Wir hoffen sehr, dass sich zumindest ein qualifizierter Bewerber findet, der die besonderen Herausforderungen in einer kleinen Stärkungspakt-Kommune wie der Stadt Nideggen als interessant genug ansieht – zur Not auch gerne als zeitlich befristetes Sprungbrett für andere Aufgaben. Denn die Auswahl an qualifiziertem Personal für eine solche Position mit derart klaren, aber auch hohen Anforderungen bei nicht unbedingt bester Besoldung dürfte nicht unbedingt besonders groß sein.

Bezüglich der anderen – auch vielleicht noch zukünftigen – Umbesetzungen in der Organisation der Verwaltung hoffen wir sehr, dass diese mit entsprechend glücklicher Hand vollzogen sowie mit den betroffenen Mitarbeitenden rechtzeitig abgesprochen werden und deren Motivation nicht beeinträchtigen. Die Entscheidungen dürfen nicht zum unkontrollierten Verlust von weiteren Leistungsträgern führen. Denn zu viele Vakanzen gleichzeitig können die gesamte Verwaltung lähmen.

Marco Schmunkamp wird Bürgermeister!

Marco Schmunkamp, neuer Bürgermeister in Nideggen

Marco Schmunkamp, neuer Bürgermeister in Nideggen

Stichwahl (27.09.2015; 19:15 Uhr):
Marco Schmunkamp wird Bürgermeister in Nideggen!

Eindeutiges Votum der Bürger auch bei der Stichwahl!
– Mit fast 76 Prozent klarer Sieger

Trotz zu erwartender geringer Wahlbeteiligung mit 48,64% ist es Marco Schmunkamp auch an diesem Sonntag wieder gelungen, erheblich mehr Bürger für sich alleine zu begeistern (75,94%) als es Peter Hüvelmann (24,06%) mit der massiven, aber nicht unbedingt fairen Unterstützung durch CDU und MfN konnte. Berücksichtigt man die Briefwahlergebnisse einmal nicht wahlbezirksscharf (was bei Ratswahlen Vorgabe ist), konnte Marco Schmunkamp in Schmidt in allen Wahlbezirken mehr als 90% der Wählerinnen und Wähler auf sich vereinen.
Selbst in der „CDU-/MfN-Hochburg“ Embken-Muldenau gelang es Peter Hüvelmann nicht, wenigstens einen Wahlbezirk für sich zu gewinnen. Dort schnitt er mit 40,79% immerhin am besten gegen Schmunkamp (59,21%) ab.
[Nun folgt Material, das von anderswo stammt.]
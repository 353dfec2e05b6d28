fn main() {
    println!("cargo:rerun-if-changed=build.rs");
    println!("cargo:rerun-if-changed=proto/update_metadata.proto");

    prost_build::compile_protos(&["proto/update_metadata.proto"], &["proto/"])
        .expect("failed to compile update_metadata.proto");
}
Die genaue Verteilung sehen Sie hier: Übersicht Wahlergebnisse

Wir wünschen Herrn Schmunkamp eine immer glückliche und geschickte Hand bei seiner zukünftigen neuen Aufgabe in der Verwaltung und in der Zusammenarbeit mit dem Stadtrat, selbstverständlich auch in all seinen Gesprächen und Verhandlungen mit den Bürgern sowie den diversen Institutionen und Interessenten auf den verschiedenen Ebenen!